So when will the UK branch of eBay follow suit? Britain is one of the major hubs of the international antiquities trade, which means that it is also (to its shame) one of the major centers of the trade in tillicit (“tainted”) artefacts. All this is going on under the noses of British archaeologists who currently seem to be doing very little about it than wringing their hands and saying plaintively how awful it all is… Britain has the Dealing in Cultural Objects (Offences) Act 2003 ,* but its not used (Mackenzie and Green 2007). Every week several hundred (probably) sellers and dealers offer material from abroad which they know is tainted, because they have no export licence for them. Nothing happens to them, nobody reports them, nothing is done. So it goes on. Week after week archaeological sites in areas like the Balkans are illegally emptied so the metal objects can be bundled up into big parcels and sent off through central Europe to western collectors and dealers who snap it up eagerly and sell it on. A great deal of it passes through Germany, and much of it ends up in the UK and US, and a lot of that is sold there through eBay and other Internet auction sites.

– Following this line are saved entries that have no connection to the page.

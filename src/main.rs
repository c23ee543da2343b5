//! # Webtrail CLI (`trail`)
//!
//! The `trail` binary drives the whole archive: database setup, queue
//! ingestion, search, grounded answers, blocklist management, embedding
//! maintenance, and the HTTP server.
//!
//! ## Usage
//!
//! ```bash
//! trail --config ./config/trail.toml <command>
//! ```
//!
//! ## Commands
//!
//! | Command | Description |
//! |---------|-------------|
//! | `trail init` | Create the SQLite database and run schema migrations |
//! | `trail ingest` | Drain the capture queue into the archive |
//! | `trail search "<query>"` | Lexical, semantic, or hybrid search |
//! | `trail ask "<question>"` | Answer a question from archived pages |
//! | `trail get <id>` | Show one record |
//! | `trail forget <id>` | Delete one record |
//! | `trail block add <domain>` | Stop archiving a domain (and its subdomains) |
//! | `trail embed pending` | Embed records that have no vector yet |
//! | `trail summarize` | Generate summaries for records lacking one |
//! | `trail stats` | Archive statistics |
//! | `trail serve` | Start the HTTP server |

use clap::{Parser, Subcommand};
use std::path::PathBuf;
use tracing_subscriber::EnvFilter;

use webtrail::search::{FilterArgs, SearchArgs};
use webtrail::{ask, block, config, embed_cmd, get, ingest, migrate, search, server, stats, summarize};
use webtrail_core::search::SearchMode;

/// Webtrail: a local-first archive of your browsing activity.
///
/// All commands accept a `--config` flag pointing to a TOML configuration
/// file. See `config/trail.example.toml` for a full example.
#[derive(Parser)]
#[command(
    name = "trail",
    about = "Webtrail: search and ask questions about your browsing history",
    version,
    long_about = "Webtrail ingests page snapshots captured by the browser agent, classifies, \
    sanitizes, deduplicates, and embeds them, and serves hybrid (keyword + semantic) search \
    and grounded answers via a CLI and a local HTTP server."
)]
struct Cli {
    /// Path to configuration file (TOML).
    #[arg(long, global = true, default_value = "./config/trail.toml")]
    config: PathBuf,

    /// Log at debug level (overridden by RUST_LOG).
    #[arg(short, long, global = true)]
    verbose: bool,

    #[command(subcommand)]
    command: Commands,
}

#[derive(Subcommand)]
enum Commands {
    /// Initialize the database schema.
    ///
    /// Creates the SQLite database file and all required tables. Safe to
    /// run repeatedly.
    Init,

    /// Drain the capture queue once.
    ///
    /// Classifies, extracts, sanitizes, deduplicates, and embeds every
    /// queued snapshot, then archives the raw lines and clears the queue.
    Ingest {
        /// Process and report without writing anything.
        #[arg(long)]
        dry_run: bool,
    },

    /// Search the archive.
    Search {
        /// Search query text.
        query: String,

        /// Search mode: `lexical`, `semantic`, or `hybrid`.
        #[arg(long, default_value = "hybrid")]
        mode: String,

        /// Maximum number of results (defaults to `retrieval.final_limit`).
        #[arg(long)]
        limit: Option<usize>,

        /// Restrict to a category (repeatable).
        #[arg(long = "category")]
        categories: Vec<String>,

        /// Restrict to a domain and its subdomains (repeatable).
        #[arg(long = "domain")]
        domains: Vec<String>,

        /// Only records captured at or after this time (YYYY-MM-DD or RFC 3339).
        #[arg(long)]
        since: Option<String>,

        /// Only records captured before this time (YYYY-MM-DD or RFC 3339).
        #[arg(long)]
        until: Option<String>,

        /// Deadline in seconds (defaults to `retrieval.timeout_secs`).
        #[arg(long)]
        timeout: Option<u64>,
    },

    /// Ask a question answered from archived pages.
    Ask {
        question: String,

        /// Number of records fed to the model (defaults to `ask.result_limit`).
        #[arg(long)]
        limit: Option<usize>,

        /// Deadline in seconds (defaults to `retrieval.timeout_secs`).
        #[arg(long)]
        timeout: Option<u64>,
    },

    /// Show a record by ID.
    Get { id: String },

    /// Delete a record by ID.
    Forget { id: String },

    /// Manage the domain blocklist.
    Block {
        #[command(subcommand)]
        action: BlockAction,
    },

    /// Manage record embeddings.
    Embed {
        #[command(subcommand)]
        action: EmbedAction,
    },

    /// Generate summaries for records that lack one.
    Summarize {
        /// Maximum number of records to summarize.
        #[arg(long)]
        limit: Option<usize>,
    },

    /// Show archive statistics.
    Stats,

    /// Start the HTTP server on `[server].bind`.
    Serve,
}

#[derive(Subcommand)]
enum BlockAction {
    /// Block a domain and all its subdomains.
    Add {
        domain: String,

        /// Also delete records already stored for the domain.
        #[arg(long)]
        purge: bool,
    },
    /// Unblock a domain.
    Remove { domain: String },
    /// List blocked domains.
    List,
}

#[derive(Subcommand)]
enum EmbedAction {
    /// Embed records that have no vector yet.
    Pending {
        /// Maximum number of records to embed in this run.
        #[arg(long)]
        limit: Option<usize>,

        /// Override the batch size from config (number of texts per API call).
        #[arg(long)]
        batch_size: Option<usize>,
    },

    /// Delete and regenerate all embeddings.
    ///
    /// Useful when switching embedding models or dimensions.
    Rebuild {
        #[arg(long)]
        batch_size: Option<usize>,
    },
}

fn init_tracing(verbose: bool) {
    let default = if verbose {
        "webtrail=debug,webtrail_core=debug"
    } else {
        "webtrail=info,webtrail_core=info"
    };
    let filter = EnvFilter::try_from_default_env().unwrap_or_else(|_| EnvFilter::new(default));
    tracing_subscriber::fmt()
        .with_env_filter(filter)
        .with_writer(std::io::stderr)
        .with_target(false)
        .init();
}

#[tokio::main]
async fn main() -> anyhow::Result<()> {
    let cli = Cli::parse();
    init_tracing(cli.verbose);

    let cfg = config::load_config(&cli.config)?;

    match cli.command {
        Commands::Init => {
            migrate::run_migrations(&cfg).await?;
            println!("Database initialized successfully.");
        }
        Commands::Ingest { dry_run } => {
            ingest::run_ingest(&cfg, dry_run).await?;
        }
        Commands::Search {
            query,
            mode,
            limit,
            categories,
            domains,
            since,
            until,
            timeout,
        } => {
            let args = SearchArgs {
                query,
                mode: mode.parse::<SearchMode>()?,
                limit,
                filters: FilterArgs {
                    categories,
                    domains,
                    since,
                    until,
                },
                timeout_secs: timeout,
            };
            search::run_search(&cfg, args).await?;
        }
        Commands::Ask {
            question,
            limit,
            timeout,
        } => {
            ask::run_ask(&cfg, &question, limit, FilterArgs::default(), timeout).await?;
        }
        Commands::Get { id } => {
            get::run_get(&cfg, &id).await?;
        }
        Commands::Forget { id } => {
            get::run_forget(&cfg, &id).await?;
        }
        Commands::Block { action } => match action {
            BlockAction::Add { domain, purge } => {
                block::run_block_add(&cfg, &domain, purge).await?;
            }
            BlockAction::Remove { domain } => {
                block::run_block_remove(&cfg, &domain).await?;
            }
            BlockAction::List => {
                block::run_block_list(&cfg).await?;
            }
        },
        Commands::Embed { action } => match action {
            EmbedAction::Pending { limit, batch_size } => {
                embed_cmd::run_embed_pending(&cfg, limit, batch_size).await?;
            }
            EmbedAction::Rebuild { batch_size } => {
                embed_cmd::run_embed_rebuild(&cfg, batch_size).await?;
            }
        },
        Commands::Summarize { limit } => {
            summarize::run_summarize(&cfg, limit).await?;
        }
        Commands::Stats => {
            stats::run_stats(&cfg).await?;
        }
        Commands::Serve => {
            server::run_server(&cfg).await?;
        }
    }

    Ok(())
}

Britain has the Portable Antiquities Scheme, and yet few archaeological artefact (even of clearly British provenance) offered on eBayUK have any mention of them having been recorded with the PAS or the Scottish Treasure Trove Unit. Let alone any items of foreign origin making any mention of an export licence or where they came from. This secrecy cannot go on, if we buy tainted food in the shop, there must be a mechanism by which the source of the contamination can be traced, why should people buy antiquities to lesser trading standards than potatoes? Perhaps eBayUK can be persuaded to pay attention to the subsection of the British “Dealing…” Act 2003 which implies that they too “deal in” these things as they make an arrangement with a third party (their sellers) to sell these tainted items. I think it is time for British archaeologists and concerned members of the public to start putting pressure on their own domestic eBay to recognize the problems and follow the excellent lead of the Germans.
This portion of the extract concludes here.